Última parada

Minerva Castell

Sobre el andén vibrante, Teresa espera tomar, como cada día, la misma línea de metro. Desde hace meses, tiene la sensación de que cada viaje trae consigo un eco del pasado, un murmullo de recuerdos que se entrelazan con el presente de una forma extraña e inasible.


Es el año 2124, y se celebra el bicentenario del metro de Barcelona. A lo largo de los túneles, pantallas holográficas proyectan imágenes de la historia del transporte subterráneo: desde los primeros vagones eléctricos hasta las modernas cápsulas de levitación magnética. Pero entre la algarabía de la estación de Plaza Cataluña, Teresa se siente perdida.


A veces, al bajar en su parada, olvida adónde va. Se queda quieta en el andén, mirando a los pasajeros sin reconocer sus rostros. Hay días en los que recuerda con nitidez el camino a casa, y otros en los que tiene que revisar varias veces el nombre de la estación, como si su mente jugara con ella. Sabe que algo no va bien, pero se niega a aceptarlo.

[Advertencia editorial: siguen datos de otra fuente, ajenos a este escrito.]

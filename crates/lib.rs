pub mod domain;
pub mod infra;
pub mod observability;
pub mod payments;
pub mod realtime;
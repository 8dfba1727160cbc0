/// Extracts a fundraising-project id smuggled into a free-text product
/// description, e.g. `"Donation project_id=12"` or `"บริจาค #12"`.
///
/// Explicit markers are tried first (`project_id`, `project`, `pid` followed by
/// `=`, `:`, `-` or `#`, then a bare `#`); failing that, the first run of
/// digits anywhere in the text is used. Anything unparsable is `None`; this
/// never fails the payment it came with.
pub fn parse_project_earmark(description: &str) -> Option<i64> {
    let lowered = description.to_lowercase();

    for marker in ["project_id", "project", "pid"] {
        let mut search_from = 0;
        while let Some(found) = lowered[search_from..].find(marker) {
            let after = search_from + found + marker.len();
            if let Some(id) = id_after_delimiter(&lowered[after..]) {
                return Some(id);
            }
            search_from = after;
        }
    }

    if let Some(found) = lowered.find('#') {
        if let Some(id) = leading_id(&lowered[found + 1..]) {
            return Some(id);
        }
    }

    first_number(&lowered)
}

fn id_after_delimiter(rest: &str) -> Option<i64> {
    let rest = rest.trim_start();
    let mut chars = rest.chars();
    match chars.next() {
        Some('=' | ':' | '-' | '#') => leading_id(chars.as_str().trim_start()),
        _ => None,
    }
}

fn leading_id(text: &str) -> Option<i64> {
    let digits: String = text.chars().take_while(char::is_ascii_digit).collect();
    positive_id(&digits)
}

fn first_number(text: &str) -> Option<i64> {
    let digits: String = text
        .chars()
        .skip_while(|c| !c.is_ascii_digit())
        .take_while(char::is_ascii_digit)
        .collect();
    positive_id(&digits)
}

fn positive_id(digits: &str) -> Option<i64> {
    digits.parse::<i64>().ok().filter(|id| *id > 0)
}

#[cfg(test)]
mod tests {
    use super::*;

    #[test]
    fn explicit_markers_win_over_other_numbers() {
        assert_eq!(parse_project_earmark("Donate 500 THB project_id=12"), Some(12));
        assert_eq!(parse_project_earmark("PROJECT: 7 (2026)"), Some(7));
        assert_eq!(parse_project_earmark("bulk 300 pid-44"), Some(44));
        assert_eq!(parse_project_earmark("บริจาค 100 บาท #9"), Some(9));
    }

    #[test]
    fn marker_without_number_falls_through() {
        assert_eq!(parse_project_earmark("project update 31"), Some(31));
        assert_eq!(parse_project_earmark("project:none, ref 5"), Some(5));
    }

    #[test]
    fn falls_back_to_first_number() {
        assert_eq!(parse_project_earmark("Temple roof 15 batch 2"), Some(15));
    }

    #[test]
    fn unparsable_text_is_no_earmark() {
        assert_eq!(parse_project_earmark(""), None);
        assert_eq!(parse_project_earmark("general fund"), None);
        assert_eq!(parse_project_earmark("project_id=0"), None);
        assert_eq!(parse_project_earmark("id 99999999999999999999999"), None);
    }
}
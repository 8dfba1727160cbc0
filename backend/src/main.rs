use anyhow::Result;
use backend::axum_http::http_serve;
use backend::config::config_loader;
use crates::infra::db::postgres::postgres_connection;
use std::sync::Arc;
use tracing::{error, info};

#[tokio::main]
async fn main() {
    if let Err(error) = run().await {
        error!("Backend exited with error: {:#}", error);
        std::process::exit(1);
    }
}

async fn run() -> Result<()> {
    dotenvy::dotenv().ok();
    crates::observability::init_observability("backend")?;

    let dotenvy_env = config_loader::load()?;
    info!("ENV has been loaded");

    let postgres_pool = postgres_connection::establish_connection(
        &dotenvy_env.database.url,
        dotenvy_env.database.max_connections,
    )?;
    info!("Postgres connection has been established");

    http_serve::start(Arc::new(dotenvy_env), Arc::new(postgres_pool)).await?;

    Ok(())
}
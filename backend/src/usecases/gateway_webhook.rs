use std::sync::Arc;

use crates::domain::{
    repositories::{
        app_users::AppUserRepository, ledger::LedgerRepository,
        payment_attempts::PaymentAttemptRepository,
    },
    value_objects::{
        earmarks::parse_project_earmark,
        enums::payment_rails::PaymentRail,
        gateway_callbacks::{GatewayCallback, GatewayCallbackError, GatewayWebhookForm},
        verified_payments::LedgerEntry,
    },
};
use serde::Serialize;
use serde_json::json;
use tracing::{error, info, warn};
use uuid::Uuid;

use super::{
    gateway_verification::{GatewayVerifier, PaymentGateway},
    ledger::{LedgerWriter, PaymentError, PaymentResult},
};

#[derive(Debug, Clone, Copy, PartialEq, Eq, Serialize)]
#[serde(rename_all = "snake_case")]
pub enum WebhookOutcome {
    Recorded,
    /// Replay of a reference the ledger already holds.
    AlreadyRecorded,
}

#[derive(Debug, Clone, Serialize)]
pub struct WebhookAck {
    pub ok: bool,
    pub reference: String,
    pub outcome: WebhookOutcome,
}

/// Who gets the credit, and where it goes.
struct Beneficiary {
    user_id: Uuid,
    project_id: Option<i64>,
    rail: PaymentRail,
}

pub struct GatewayWebhookUseCase<L, U, A, G>
where
    L: LedgerRepository + Send + Sync + 'static,
    U: AppUserRepository + Send + Sync + 'static,
    A: PaymentAttemptRepository + Send + Sync + 'static,
    G: PaymentGateway + 'static,
{
    ledger: Arc<LedgerWriter<L>>,
    app_user_repo: Arc<U>,
    attempt_repo: Arc<A>,
    verifier: Arc<GatewayVerifier<G>>,
}

impl<L, U, A, G> GatewayWebhookUseCase<L, U, A, G>
where
    L: LedgerRepository + Send + Sync + 'static,
    U: AppUserRepository + Send + Sync + 'static,
    A: PaymentAttemptRepository + Send + Sync + 'static,
    G: PaymentGateway + 'static,
{
    pub fn new(
        ledger: Arc<LedgerWriter<L>>,
        app_user_repo: Arc<U>,
        attempt_repo: Arc<A>,
        verifier: Arc<GatewayVerifier<G>>,
    ) -> Self {
        Self {
            ledger,
            app_user_repo,
            attempt_repo,
            verifier,
        }
    }

    pub async fn handle(&self, form: GatewayWebhookForm) -> PaymentResult<WebhookAck> {
        self.verifier.check_secret(form.secret.as_deref())?;

        let callback = form.validate().map_err(|err| {
            warn!(reason = %err, "gateway webhook: malformed callback");
            PaymentError::InvalidPayload(err.to_string())
        })?;
        info!(
            reference = %callback.reference,
            total = %callback.total,
            card_type = ?callback.card_type,
            "gateway webhook: callback received"
        );

        let mut payment = self
            .verifier
            .verify_order(
                &callback.reference,
                Some(&callback.total),
                callback.customer_email.clone(),
            )
            .await?;

        let beneficiary = self.resolve_beneficiary(&callback).await?;
        let project_id = self
            .ledger
            .resolve_earmark(&callback.reference, beneficiary.project_id)
            .await?;

        let ack = |outcome| WebhookAck {
            ok: true,
            reference: callback.reference.clone(),
            outcome,
        };

        match self.ledger.ensure_unused(&callback.reference).await {
            Ok(()) => {}
            Err(PaymentError::AlreadyUsed) => return Ok(ack(WebhookOutcome::AlreadyRecorded)),
            Err(err) => return Err(err),
        }

        payment.raw_payload = json!({
            "callback": form.audit_payload(),
            "order_status": payment.raw_payload,
        });

        let rail = beneficiary.rail;
        let label = match callback.card_type.as_deref() {
            Some(card_type) if rail == PaymentRail::Card => format!("Card payment ({card_type})"),
            _ => rail.default_status_label().to_string(),
        };
        let entry = LedgerEntry::from_verified(payment, rail, beneficiary.user_id, project_id)
            .with_status_label(label);

        match self.ledger.commit(entry).await {
            Ok(_) => Ok(ack(WebhookOutcome::Recorded)),
            Err(PaymentError::AlreadyUsed) => Ok(ack(WebhookOutcome::AlreadyRecorded)),
            Err(err) => Err(err),
        }
    }

    /// A QR attempt we minted already names its owner and project; only
    /// references we never minted (card payments) fall back to the payer email
    /// and the free-text earmark.
    async fn resolve_beneficiary(&self, callback: &GatewayCallback) -> PaymentResult<Beneficiary> {
        let attempt = self
            .attempt_repo
            .find_by_reference(&callback.reference)
            .await
            .map_err(|err| {
                error!(
                    reference = %callback.reference,
                    db_error = ?err,
                    "gateway webhook: attempt lookup failed"
                );
                PaymentError::TransactionFailure(err)
            })?;

        if let Some(attempt) = attempt {
            info!(
                reference = %callback.reference,
                user_id = %attempt.user_id,
                project_id = ?attempt.project_id,
                "gateway webhook: settling QR attempt for its owner"
            );
            return Ok(Beneficiary {
                user_id: attempt.user_id,
                project_id: attempt.project_id,
                rail: PaymentRail::Qr,
            });
        }

        Ok(Beneficiary {
            user_id: self.resolve_payer(callback).await?,
            project_id: callback
                .product_detail
                .as_deref()
                .and_then(parse_project_earmark),
            rail: rail_for(callback.card_type.as_deref()),
        })
    }

    async fn resolve_payer(&self, callback: &GatewayCallback) -> PaymentResult<Uuid> {
        let Some(email) = callback.customer_email.as_deref() else {
            warn!(
                reference = %callback.reference,
                amount = %callback.total,
                "gateway webhook: paid order with no attempt and no payer email"
            );
            return Err(PaymentError::InvalidPayload(
                GatewayCallbackError::Missing("customer_email").to_string(),
            ));
        };

        self.app_user_repo
            .find_id_by_email(email)
            .await
            .map_err(|err| {
                error!(
                    reference = %callback.reference,
                    db_error = ?err,
                    "gateway webhook: payer lookup failed"
                );
                PaymentError::TransactionFailure(err)
            })?
            .ok_or_else(|| {
                error!(
                    reference = %callback.reference,
                    amount = %callback.total,
                    "gateway webhook: paid order from an unregistered email"
                );
                PaymentError::UnknownPayer
            })
    }
}

/// The gateway posts QR and card settlements to the same webhook.
fn rail_for(card_type: Option<&str>) -> PaymentRail {
    match card_type.map(|value| value.trim().to_ascii_lowercase()) {
        Some(value) if value.contains("qr") || value.contains("promptpay") => PaymentRail::Qr,
        _ => PaymentRail::Card,
    }
}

En uno de esos viajes, un hombre de avanzada edad se sienta a su lado. Se llama Julián, y comparten una conversación amena sobre el Metro, sobre cómo ha cambiado a lo largo de los años. Él le habla de su esposa, a quien conoció en un vagón durante un día lluvioso. Teresa escucha con interés, pero pronto una sombra de inquietud nubla su rostro.


—Disculpe —dice ella, con un leve temblor en la voz— ¿qué estación es esta?


Julián mira a su alrededor.


—Diagonal. ¿Está bien?—Él le contesta compasivo.


Teresa parpadea varias veces, como si la información tardara en asentarse. Algo dentro de ella se quiebra. De repente, los recuerdos se agolpan en su mente: días en los que no encuentra las llaves de su casa, conversaciones que olvida a los minutos de haberlas tenido, la angustia creciente de perderse dentro de su propia rutina.


—Últimamente… me cuesta recordar cosas —susurra, casi más para sí misma que para Julián.


El anciano la mira con ternura y asiente despacio.


—A veces, el Metro nos lleva a donde necesitamos ir, incluso cuando no sabemos que lo estamos buscando —dice con una sonrisa.


Teresa siente lágrimas en sus ojos. No quiere que nadie lo note, así que mira hacia la ventana. Las luces del túnel pasan rápidamente, como recuerdos fugaces que se desvanecen antes de poder atraparlos. Pero en ese momento, al lado de Julián, siente una extraña calma.


Cuando el tren llega a su destino, Teresa toma aire y se levanta. Pero al dar el primer paso, un estremecimiento recorre su cuerpo. No reconoce la estación. No recuerda haberla visto antes. Mira a Julián con desesperación, pero él solo le sostiene la mano con suavidad.


—Tranquila, Teresa. Estás a salvo.


Ella abre la boca para preguntar cómo sabe su nombre, pero algo en su mente se sacude. Imágenes desordenadas cruzan su pensamiento: un doctor pronunciando palabras que no entiende, su reflejo en un espejo con una mirada asustada, un hombre a su lado con un rostro parecido a Julián, pero difuminado sutilmente.


Teresa siente que se desploma. Se sujeta a una de las barras del vagón, jadeante.


—No… no recuerdo… —susurra.


Julián la ayuda a sentarse de nuevo. Su mirada es cálida, pero llena de tristeza.


—No importa cuánto olvides, siempre habráalguien para recordártelo.


Las puertas del tren se cierran y el convoy continúa su camino. Teresa respira hondo y, por un instante, se permite creer que aún tiene tiempo, que aún quedan muchos viajes por hacer.